Why Does Venice Have so Many Canals?

Why Does Venice Have so Many Canals?

Why Does Venice Have so Many Canals? Unlike most canals, those in Venice are not man-made. If anything, man has made the land around the canals. In the 7th Century this North Italian town was no more than a series of tiny islands and mud flats. After the fall of the Roman Empire, political exiles sought refuge in the Venetian lagoons. Gradually a town emerged with many of its buildings having been constructed directly over the water, supported by massive foundations on the sea bed.

The canals between the groups of houses were left, and consequently, the only form of transport in Venice today is by boat. The vibrations of motor vehicles would soon shatter the foundations of this beautiful city, which in some cases are precariously poised on nothing firmer than sand.

days of the gondola

In the days of the gondola all seemed well, but the wash produced by motor boats has greatly weakened Venice’s structure. To add to this historic city’s problems, much of the main island is slowly sinking into the sea, largely because of the dredging and water pumping activities of a nearby industrial area. The Italian government has now embarked on the difficult project of trying to keep this marvel of medieval and renaissance architecture and engineering afloat.

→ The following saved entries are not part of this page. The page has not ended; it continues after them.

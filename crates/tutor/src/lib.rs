//! The AI side of studyhall.
//!
//! - [`model`]: provider-neutral request/response types and the
//!   [`GenerativeModel`] trait the server talks to.
//! - [`gemini`]: REST client for Google's Gemini API.
//! - [`tools`]: function declarations for quiz / flashcard generation and
//!   parsing of the model's tool calls into API types.
//! - [`prompt`]: system prompt and material context assembly.
//! - [`chat`] and [`session_cache`]: the per-lesson conversation handle and
//!   the bounded, expiring in-process cache that keeps it warm.

pub mod chat;
pub mod error;
pub mod gemini;
pub mod model;
pub mod prompt;
pub mod session_cache;
pub mod tools;

pub use chat::ChatSession;
pub use error::TutorError;
pub use gemini::GeminiClient;
pub use model::{
    Content, FileUpload, FunctionCall, FunctionDeclaration, GenerateRequest, GenerativeModel,
    ModelReply, Part, RemoteFile, ReplyStream, Role, ToolMode,
};
pub use session_cache::SessionCache;
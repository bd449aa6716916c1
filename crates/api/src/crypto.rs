//! Cryptographic helpers for authentication and signed storage URLs.
//!
//! - PBKDF2-SHA256 password hashing (600k iterations)
//! - HMAC-SHA256 JWT signing/verification
//! - HMAC-SHA256 signatures over object-storage paths

use base64::{Engine, engine::general_purpose::URL_SAFE_NO_PAD};
use hmac::{Hmac, Mac};
use pbkdf2::pbkdf2_hmac;
use sha2::Sha256;

use crate::ServiceError;

const PBKDF2_ITERATIONS: u32 = 600_000;
const SALT_LEN: usize = 16;
const HASH_LEN: usize = 32;

// ── Password hashing ────────────────────────────────────────────────────────

/// Hash a password with PBKDF2-SHA256. Returns `(hash_hex, salt_hex)`.
pub fn hash_password(password: &str) -> Result<(String, String), ServiceError> {
    let mut salt = [0u8; SALT_LEN];
    getrandom::getrandom(&mut salt)
        .map_err(|e| ServiceError::Internal(format!("RNG failure: {e}")))?;

    let mut hash = [0u8; HASH_LEN];
    pbkdf2_hmac::<Sha256>(password.as_bytes(), &salt, PBKDF2_ITERATIONS, &mut hash);

    Ok((hex::encode(hash), hex::encode(salt)))
}

/// Verify a password against a stored hash and salt (both hex-encoded).
pub fn verify_password(password: &str, hash_hex: &str, salt_hex: &str) -> bool {
    let Ok(salt) = hex::decode(salt_hex) else {
        return false;
    };
    let Ok(expected) = hex::decode(hash_hex) else {
        return false;
    };

    let mut hash = [0u8; HASH_LEN];
    pbkdf2_hmac::<Sha256>(password.as_bytes(), &salt, PBKDF2_ITERATIONS, &mut hash);

    constant_time_eq(&hash, &expected)
}

// ── JWT (HMAC-SHA256) ───────────────────────────────────────────────────────

const JWT_HEADER: &str = r#"{"alg":"HS256","typ":"JWT"}"#;

/// JWT expiry: 1 hour in seconds.
pub const JWT_EXPIRY_SECS: u64 = 3600;

/// Refresh token expiry: 7 days in seconds.
pub const REFRESH_EXPIRY_SECS: u64 = 7 * 24 * 3600;

/// Sign a JWT for the given user. Returns the encoded JWT string.
pub fn sign_jwt(user_id: &str, secret: &str, now_unix: u64) -> String {
    let header_b64 = URL_SAFE_NO_PAD.encode(JWT_HEADER.as_bytes());

    let payload = serde_json::json!({
        "sub": user_id,
        "iat": now_unix,
        "exp": now_unix + JWT_EXPIRY_SECS,
    });
    let payload_b64 = URL_SAFE_NO_PAD.encode(payload.to_string().as_bytes());

    let signing_input = format!("{header_b64}.{payload_b64}");
    let signature = hmac_sha256(secret.as_bytes(), signing_input.as_bytes());
    let sig_b64 = URL_SAFE_NO_PAD.encode(signature);

    format!("{signing_input}.{sig_b64}")
}

/// Verify a JWT and return the `sub` (user_id) if valid.
pub fn verify_jwt(token: &str, secret: &str, now_unix: u64) -> Result<String, ServiceError> {
    let parts: Vec<&str> = token.split('.').collect();
    if parts.len() != 3 {
        return Err(ServiceError::Unauthorized("invalid JWT format".into()));
    }

    let signing_input = format!("{}.{}", parts[0], parts[1]);
    let expected_sig = hmac_sha256(secret.as_bytes(), signing_input.as_bytes());
    let actual_sig = URL_SAFE_NO_PAD
        .decode(parts[2])
        .map_err(|_| ServiceError::Unauthorized("invalid JWT signature encoding".into()))?;

    if !constant_time_eq(&expected_sig, &actual_sig) {
        return Err(ServiceError::Unauthorized("invalid JWT signature".into()));
    }

    let payload_bytes = URL_SAFE_NO_PAD
        .decode(parts[1])
        .map_err(|_| ServiceError::Unauthorized("invalid JWT payload encoding".into()))?;
    let payload: serde_json::Value = serde_json::from_slice(&payload_bytes)
        .map_err(|_| ServiceError::Unauthorized("invalid JWT payload".into()))?;

    let exp = payload["exp"]
        .as_u64()
        .ok_or_else(|| ServiceError::Unauthorized("missing exp claim".into()))?;
    if now_unix > exp {
        return Err(ServiceError::Unauthorized("JWT expired".into()));
    }

    let sub = payload["sub"]
        .as_str()
        .ok_or_else(|| ServiceError::Unauthorized("missing sub claim".into()))?
        .to_string();

    Ok(sub)
}

/// Generate a secure random token (for refresh tokens). Returns hex-encoded.
pub fn generate_token() -> Result<String, ServiceError> {
    let mut bytes = [0u8; 32];
    getrandom::getrandom(&mut bytes)
        .map_err(|e| ServiceError::Internal(format!("RNG failure: {e}")))?;
    Ok(hex::encode(bytes))
}

/// Hash a token with SHA-256 for storage. Returns hex-encoded.
pub fn hash_token(token: &str) -> String {
    use sha2::Digest;
    let hash = sha2::Sha256::digest(token.as_bytes());
    hex::encode(hash)
}

// ── Signed storage URLs ─────────────────────────────────────────────────────

/// Signature over `path` valid until `expires_unix`. URL-safe base64.
pub fn sign_storage_path(path: &str, expires_unix: u64, secret: &str) -> String {
    let input = format!("{path}\n{expires_unix}");
    URL_SAFE_NO_PAD.encode(hmac_sha256(secret.as_bytes(), input.as_bytes()))
}

/// Check a storage signature produced by [`sign_storage_path`].
pub fn verify_storage_signature(
    path: &str,
    expires_unix: u64,
    signature: &str,
    secret: &str,
    now_unix: u64,
) -> Result<(), ServiceError> {
    if now_unix > expires_unix {
        return Err(ServiceError::Forbidden("link expired".into()));
    }
    let actual = URL_SAFE_NO_PAD
        .decode(signature)
        .map_err(|_| ServiceError::Forbidden("invalid signature".into()))?;
    let input = format!("{path}\n{expires_unix}");
    let expected = hmac_sha256(secret.as_bytes(), input.as_bytes());
    if !constant_time_eq(&expected, &actual) {
        return Err(ServiceError::Forbidden("invalid signature".into()));
    }
    Ok(())
}

// ── Internal ────────────────────────────────────────────────────────────────

fn hmac_sha256(key: &[u8], data: &[u8]) -> Vec<u8> {
    let mut mac = Hmac::<Sha256>::new_from_slice(key).expect("HMAC can take key of any size");
    mac.update(data);
    mac.finalize().into_bytes().to_vec()
}

fn constant_time_eq(a: &[u8], b: &[u8]) -> bool {
    a.len() == b.len() && a.iter().zip(b.iter()).fold(0u8, |acc, (x, y)| acc | (x ^ y)) == 0
}

#[cfg(test)]
mod tests {
    use super::*;

    #[test]
    fn jwt_roundtrip_and_expiry() {
        let token = sign_jwt("user-1", "secret", 1_000);
        assert_eq!(verify_jwt(&token, "secret", 1_000).unwrap(), "user-1");
        assert!(verify_jwt(&token, "other", 1_000).is_err());
        assert!(verify_jwt(&token, "secret", 1_000 + JWT_EXPIRY_SECS + 1).is_err());
    }

    #[test]
    fn tampered_jwt_payload_is_rejected() {
        let token = sign_jwt("user-1", "secret", 1_000);
        let parts: Vec<&str> = token.split('.').collect();
        let forged_payload = URL_SAFE_NO_PAD.encode(br#"{"sub":"admin","exp":99999999999}"#);
        let forged = format!("{}.{}.{}", parts[0], forged_payload, parts[2]);
        assert!(verify_jwt(&forged, "secret", 1_000).is_err());
    }

    #[test]
    fn storage_signature_checks_path_and_expiry() {
        let sig = sign_storage_path("u/c/file.pdf", 2_000, "k");
        assert!(verify_storage_signature("u/c/file.pdf", 2_000, &sig, "k", 1_500).is_ok());
        assert!(verify_storage_signature("u/c/other.pdf", 2_000, &sig, "k", 1_500).is_err());
        assert!(verify_storage_signature("u/c/file.pdf", 2_001, &sig, "k", 1_500).is_err());

        let err = verify_storage_signature("u/c/file.pdf", 2_000, &sig, "k", 2_001).unwrap_err();
        assert_eq!(err.status_code(), 403);
    }

    #[test]
    fn hash_token_is_stable() {
        assert_eq!(hash_token("abc"), hash_token("abc"));
        assert_ne!(hash_token("abc"), hash_token("abd"));
    }
}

The banks of the Grand Canal are lined with more than 170 buildings, most of which date from the 13th to the 18th century, and demonstrate the welfare and art created by the Republic of Venice. The noble Venetian families faced huge expenses to show off their richness in suitable palazzos; this contest reveals the citizens’ pride and the deep bond with the lagoon.

Amongst the many are the Palazzi Barbaro, Ca’ Rezzonico, Ca’ d’Oro, Palazzo Dario, Ca’ Foscari, Palazzo Barbarigo and to Palazzo Venier dei Leoni, housing the Peggy Guggenheim Collection. The churches along the canal include the basilica of Santa Maria della Salute. Centuries-old traditions, such as the Historical Regatta (it), are perpetuated every year along the Canal.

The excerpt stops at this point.